*** Opening of Listed records ***

//! Transaction list, detail and checkout handlers.

use std::io::Write;
use std::sync::Arc;

use tracing::{debug, info};

use super::Navigator;
use super::output::{write_receipt, write_transaction_detail, write_transaction_list};
use crate::api::{BookQuery, ClientError, TransactionId, UserId};
use crate::routes::Route;
use crate::transactions::checkout::ITEMS_PARAM;
use crate::transactions::{Cart, TransactionList};
use crate::view::{History, ListViewSynchronizer, Location, ParamUpdate};

/// Renders the transaction list after applying `updates`.
///
/// # Errors
///
/// Returns the list fetch error, or [`ClientError::Io`].
pub async fn list<W: Write>(
    nav: &Navigator<'_>,
    history: History,
    updates: &[ParamUpdate],
    out: &mut W,
) -> Result<History, ClientError> {
    let transactions = nav.services.transactions;
    let mut sync = ListViewSynchronizer::new(TransactionList, history)
        .with_telemetry(Arc::clone(&nav.telemetry));
    for update in updates {
        sync.set_param(&update.key, &update.value);
    }

    sync.refresh(|scope| async move { transactions.list_transactions(&scope).await })
        .await?;
    write_transaction_list(out, &sync.visible())?;
    Ok(sync.into_history())
}

/// Shows one transaction.
///
/// # Errors
///
/// Returns the fetch error, or [`ClientError::Io`].
pub async fn detail<W: Write>(
    nav: &Navigator<'_>,
    id: &TransactionId,
    history: History,
    out: &mut W,
) -> Result<History, ClientError> {
    let transaction = nav.services.transactions.transaction(id).await?;
    write_transaction_detail(out, &transaction)?;
    Ok(history)
}

/// Places the order described by the `items` parameter and moves to the
/// new transaction.
///
/// An empty cart is rejected before any request is made.
///
/// # Errors
///
/// Returns [`ClientError::Validation`] for an empty, unknown or
/// over-stock cart, or the API error of any step.
pub async fn checkout<W: Write>(
    nav: &mut Navigator<'_>,
    mut history: History,
    out: &mut W,
) -> Result<History, ClientError> {
    let cart = Cart::from_query(history.current().query())?;
    if cart.is_empty() {
        return Err(ClientError::validation(
            ITEMS_PARAM,
            "choose at least one book before checking out",
        ));
    }

    let catalog = nav.services.books.list_books(&BookQuery::default()).await?;
    let priced = cart.price(&catalog)?;
    let buyer = buyer_id(nav).await?;
    let id = nav
        .services
        .transactions
        .create_transaction(&priced.to_request(buyer))
        .await?;
    info!(%id, subtotal = priced.subtotal, "order placed");

    write_receipt(out, &priced, &id)?;
    history.push(Location::at(&Route::TransactionDetail(id).to_string())?);
    Ok(history)
}

/// Returns the signed-in user's id, asking the API once and caching the
/// answer in the session.
async fn buyer_id(nav: &mut Navigator<'_>) -> Result<UserId, ClientError> {
    if let Some(id) = nav
        .session
        .as_ref()
        .and_then(|session| session.user_id.clone())
    {
        return Ok(id);
    }

    let user = nav.services.auth.current_user().await?;
    let id = user.id.ok_or_else(|| ClientError::Api {
        message: "GET /auth/me returned no user id".to_owned(),
    })?;
    if let Some(session) = nav.session.as_mut() {
        session.user_id = Some(id.clone());
        nav.store.save(session)?;
        debug!("cached buyer id in session");
    }
    Ok(id)
}
//! Client-side pagination of filtered list data.

/// Position of the visible page within a filtered result set.
///
/// # Example
///
/// ```
/// use litshop::view::pagination::paginate;
///
/// let slice = paginate((1..=15).collect::<Vec<u32>>(), 3, 5);
/// assert_eq!(slice.items, vec![11, 12, 13, 14, 15]);
/// assert_eq!(slice.info.total_pages(), 3);
/// assert!(slice.info.is_last_page());
/// ```
#[derive(Debug, Clone, Copy, PartialEq, Eq)]
pub struct PageInfo {
    /// Current page number (1-based).
    current_page: u32,
    /// Items per page.
    page_size: u32,
    /// Total number of pages, never less than 1.
    total_pages: u32,
    /// Items remaining after filtering.
    total_items: usize,
}

impl PageInfo {
    /// Computes page info for `total_items` items.
    ///
    /// A zero page size is treated as 1.
    #[must_use]
    pub fn new(current_page: u32, page_size: u32, total_items: usize) -> Self {
        let size = usize::try_from(page_size.max(1)).unwrap_or(usize::MAX);
        let pages = total_items.div_ceil(size).max(1);
        Self {
            current_page: current_page.max(1),
            page_size: page_size.max(1),
            total_pages: u32::try_from(pages).unwrap_or(u32::MAX),
            total_items,
        }
    }

    /// Returns the current page number (1-based).
    #[must_use]
    pub const fn current_page(&self) -> u32 {
        self.current_page
    }

    /// Returns the number of items per page.
    #[must_use]
    pub const fn page_size(&self) -> u32 {
        self.page_size
    }

    /// Returns `max(1, ceil(total_items / page_size))`.
    #[must_use]
    pub const fn total_pages(&self) -> u32 {
        self.total_pages
    }

    /// Returns the number of items across all pages.
    #[must_use]
    pub const fn total_items(&self) -> usize {
        self.total_items
    }

    /// Returns true if more pages exist after the current one.
    #[must_use]
    pub const fn has_next(&self) -> bool {
        self.current_page < self.total_pages
    }

    /// Returns true if pages exist before the current one.
    #[must_use]
    pub const fn has_prev(&self) -> bool {
        self.current_page > 1
    }

    /// Returns true if this is the first page.
    #[must_use]
    pub const fn is_first_page(&self) -> bool {
        self.current_page == 1
    }

    /// Returns true if this is the last page (or beyond it).
    #[must_use]
    pub const fn is_last_page(&self) -> bool {
        !self.has_next()
    }

    /// Returns true when the page lies past the last page.
    #[must_use]
    pub const fn is_out_of_range(&self) -> bool {
        self.current_page > self.total_pages
    }
}

/// Visible items together with their page position.
#[derive(Debug, Clone, PartialEq, Eq)]
pub struct PageSlice<T> {
    /// Items on the requested page.
    pub items: Vec<T>,
    /// Page position.
    pub info: PageInfo,
}

/// Slices `items` to the half-open range
/// `[(page - 1) * page_size, page * page_size)`.
///
/// Pages beyond the end yield an empty slice rather than an error.
#[must_use]
pub fn paginate<T>(items: Vec<T>, page: u32, page_size: u32) -> PageSlice<T> {
    let info = PageInfo::new(page, page_size, items.len());
    let size = usize::try_from(info.page_size()).unwrap_or(usize::MAX);
    let offset = usize::try_from(info.current_page().saturating_sub(1))
        .unwrap_or(usize::MAX)
        .saturating_mul(size);
    let visible = items.into_iter().skip(offset).take(size).collect();
    PageSlice {
        items: visible,
        info,
    }
}
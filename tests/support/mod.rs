//! Shared test utilities.

use litshop::api::BearerToken;
use litshop::{SessionState, SessionStore};
use serde_json::{Value, json};
use tempfile::TempDir;

pub mod runtime;

/// Creates a temporary directory for session files.
///
/// # Panics
///
/// Panics if the temporary directory cannot be created.
pub fn create_temp_dir() -> TempDir {
    TempDir::new().unwrap_or_else(|error| panic!("failed to create temporary directory: {error}"))
}

/// Returns a session store inside `dir` holding a signed-in session.
///
/// # Panics
///
/// Panics if the path is not UTF-8 or the session cannot be written.
pub fn signed_in_store(dir: &TempDir) -> SessionStore {
    let path = dir.path().join("session.json");
    let path_str = path
        .to_str()
        .unwrap_or_else(|| panic!("temporary path {} is not UTF-8", path.display()));
    let store = SessionStore::new(path_str);
    let token = BearerToken::new("reader-token")
        .unwrap_or_else(|error| panic!("fixture token rejected: {error}"));
    store
        .save(&SessionState::new(&token))
        .unwrap_or_else(|error| panic!("failed to write session: {error}"));
    store
}

/// Builds `count` books shaped like API rows, ids `1..=count`, each priced
/// at Rp100.000 with ten copies in `genre_id`.
pub fn books_json(count: u32, genre_id: &str) -> Value {
    let rows: Vec<Value> = (1..=count)
        .map(|index| {
            json!({
                "id": index,
                "title": format!("Book {index:02}"),
                "writer": format!("Writer {index:02}"),
                "price": 100_000,
                "stock_quantity": 10,
                "genre": {"id": genre_id, "name": "Shelf"}
            })
        })
        .collect();
    json!({ "data": rows })
}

*** Close of Listed records ***

▶ Aim of the exercise:
Only lines of the data holding the word "transactions" go in the answer. Please copy each of them.

▶ Solution for this problem:
use crate::transactions::checkout::ITEMS_PARAM;
use crate::transactions::{Cart, TransactionList};
    let transactions = nav.services.transactions;
    sync.refresh(|scope| async move { transactions.list_transactions(&scope).await })
    let transaction = nav.services.transactions.transaction(id).await?;
        .transactions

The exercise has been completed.